Objective: Repurposing outdated CT imaging from navigation-ready cadaveric specimens to produce subject-specific 3D printed skull models. This offers a cost-effective and highly accurate platform for training and surgical planning, even after mandatory disposal of specimens due to biohazard regulation protocols.
Methods: Neuronavigation-ready CT scans from 8 cadaveric specimens were processed and converted into STL files (Stereolithography). These were processed by UltiMaker Cura (NY - USA) and used to acquire 3D printed navigation-ready skulls with Ender-3 (Shenzhen Creality 3D Technology Co., Ltd - Shenzhen, China). The method involves conversion of DICOM files obtained from outdated scans of subjects into STL files.
Results: This allows for meticulous representation of bone anatomy, including the clinoid processes, lesser sphenoid wing, optic canal roof, and optic strut, amongst others. These features enhance neurosurgical technical aspects related to specific approaches to the skull base, such as anterior and posterior petrosectomy, drilling of the anterior and posterior clinoid processes, and endoscopic approaches through the nasal cavity, serving as a tool for hands-on experience and training, integrated with real-time navigation. Ability to combine the model and with augmented reality using virtual reality is a plus, with high accuracy for morphometric cranial measurements and volumetry.
Conclusion: These models, incorporating real-time neuronavigation, hold significant potential for both surgical planning and training. Moreover, having potential to seamlessly replicate certain subject specific model in series at a low cost-value ratio, even after deterioration. This paradigm offers a realistic simulation environment, enhancing spatial awareness and procedural accuracy, hopefully reducing the learning curve in the use of navigation and neurosurgical drilling technique overall.
FIGURE 1 – 3D print of a model, in which the Pterional approach was performed in Skull Base Laboratory. Highlighted are the areas after completing anterior petrosectomy (Kawase’s Triangle, green), anterior clinoidectomy (Red), and drilling of the lateral wall of the orbit (light blue).
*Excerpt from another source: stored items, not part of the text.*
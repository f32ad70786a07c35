//! Database-backed board store on embedded SQLite.
//!
//! One header row per board plus 81 child rows holding the cell values.
//! Writes run inside a single transaction: if any statement fails, the
//! transaction rolls back and no partial board is ever visible to readers.

use std::{path::Path, sync::Arc};

use log::debug;
use ninefold_core::Board;
use ninefold_solver::BacktrackingSolver;
use rusqlite::{Connection, OptionalExtension as _, params};

use crate::{BoardStore, error::StoreError};

const SCHEMA: &str = "
CREATE TABLE IF NOT EXISTS boards (
    id   INTEGER PRIMARY KEY,
    name TEXT UNIQUE NOT NULL
);
CREATE TABLE IF NOT EXISTS cells (
    board_id INTEGER NOT NULL,
    row      INTEGER NOT NULL,
    col      INTEGER NOT NULL,
    value    INTEGER NOT NULL,
    FOREIGN KEY (board_id) REFERENCES boards (id)
);
";

/// Stores boards in a SQLite database.
///
/// The schema is created on open. Duplicate names are rejected by the
/// `UNIQUE` constraint, surfacing as [`StoreError::Database`] with the
/// previously stored board left intact. Reads require exactly one cell row
/// per grid cell and report anything else as [`StoreError::Corrupt`].
#[derive(Debug)]
pub struct DbBoardStore {
    conn: Connection,
}

impl DbBoardStore {
    /// Opens (and if necessary creates) the database at `path`.
    ///
    /// # Errors
    ///
    /// Returns [`StoreError::Database`] if the file cannot be opened or the
    /// schema cannot be created.
    pub fn open(path: impl AsRef<Path>) -> Result<Self, StoreError> {
        Self::init(Connection::open(path)?)
    }

    /// Opens a transient in-memory database, handy for tests.
    ///
    /// # Errors
    ///
    /// Returns [`StoreError::Database`] if the schema cannot be created.
    pub fn open_in_memory() -> Result<Self, StoreError> {
        Self::init(Connection::open_in_memory()?)
    }

    fn init(conn: Connection) -> Result<Self, StoreError> {
        conn.execute_batch(SCHEMA)?;
        Ok(Self { conn })
    }
}

impl BoardStore for DbBoardStore {
    fn write(&mut self, board: &Board, name: &str) -> Result<(), StoreError> {
        if name.is_empty() {
            return Err(StoreError::EmptyName);
        }

        // Dropping the transaction without committing rolls everything
        // back, so an error in any statement leaves no partial board.
        let tx = self.conn.transaction()?;
        tx.execute("INSERT INTO boards (name) VALUES (?1)", params![name])?;
        let board_id = tx.last_insert_rowid();
        {
            let mut insert_cell = tx.prepare(
                "INSERT INTO cells (board_id, row, col, value) VALUES (?1, ?2, ?3, ?4)",
            )?;
            for (row, row_values) in (0_i64..).zip(board.values()) {
                for (col, value) in (0_i64..).zip(row_values) {
                    insert_cell.execute(params![board_id, row, col, i64::from(value)])?;
                }
            }
        }
        tx.commit()?;
        debug!("saved board {name:?} to the database");
        Ok(())
    }

    fn read(&self, name: &str) -> Result<Board, StoreError> {
        let board_id: i64 = self
            .conn
            .query_row(
                "SELECT id FROM boards WHERE name = ?1",
                params![name],
                |row| row.get(0),
            )
            .optional()?
            .ok_or_else(|| StoreError::NotFound {
                name: name.to_owned(),
            })?;

        let mut values = [[0_u8; 9]; 9];
        let mut seen = [[false; 9]; 9];
        let mut select_cells = self
            .conn
            .prepare("SELECT row, col, value FROM cells WHERE board_id = ?1")?;
        let cells = select_cells.query_map(params![board_id], |row| {
            Ok((
                row.get::<_, i64>(0)?,
                row.get::<_, i64>(1)?,
                row.get::<_, i64>(2)?,
            ))
        })?;
        for cell in cells {
            let (row, col, value) = cell?;
            let (Ok(row), Ok(col), Ok(value)) = (
                usize::try_from(row),
                usize::try_from(col),
                u8::try_from(value),
            ) else {
                return Err(StoreError::Corrupt {
                    name: name.to_owned(),
                });
            };
            if row >= 9 || col >= 9 || seen[row][col] {
                return Err(StoreError::Corrupt {
                    name: name.to_owned(),
                });
            }
            seen[row][col] = true;
            values[row][col] = value;
        }

        // A stored board has exactly one row per cell; anything missing
        // means the database was torn or tampered with.
        if seen.iter().flatten().any(|&cell| !cell) {
            return Err(StoreError::Corrupt {
                name: name.to_owned(),
            });
        }

        let board = Board::from_values(Arc::new(BacktrackingSolver::new()), values).map_err(
            |_| StoreError::Corrupt {
                name: name.to_owned(),
            },
        )?;
        debug!("loaded board {name:?} from the database");
        Ok(board)
    }

    fn names(&self) -> Result<Vec<String>, StoreError> {
        let mut select_names = self.conn.prepare("SELECT name FROM boards ORDER BY name")?;
        let names = select_names
            .query_map([], |row| row.get::<_, String>(0))?
            .collect::<Result<Vec<_>, _>>()?;
        Ok(names)
    }
}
Additionally, registry of the anterior clinoid process demonstrates accuracy of the models. Finally at the center of the figure it can be observed the Virtual Reality environment accessible for each specimen.
FIGURE 2 – Surgical trajectory fixed to the right anterior clinoid process (ACP), with probe positioned on the tip of the contralateral ACP.
FIGURE 3 - Surgical trajectory fixed to the right anterior clinoid process (ACP), with probe entering through left optic canal and pointing the tip of the left ACP.
FIGURE 4 - Surgical trajectory fixed to the right anterior clinoid process (ACP), with probe gaining endonasal access to the sphenoidal rostrum.